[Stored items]
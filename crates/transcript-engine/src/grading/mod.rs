//! Quality points and GPA/CGPA aggregation.
//!
//! Pure functions only; nothing in here touches the network.

pub mod aggregate;
pub mod fixed;
pub mod quality;

pub use aggregate::{aggregate, Aggregate};
pub use fixed::Fixed;
pub use quality::quality_points;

PROBLEM DETAILS
Each line above must be output exactly as it stands.

COMPLETED EXERCISE
filename crates/transcript-engine/src/grading/mod.rs
//! Quality points and GPA/CGPA aggregation.
//!
//! Pure functions only; nothing in here touches the network.

pub mod aggregate;
pub mod fixed;
pub mod quality;

pub use aggregate::{aggregate, Aggregate};
pub use fixed::Fixed;
pub use quality::quality_points;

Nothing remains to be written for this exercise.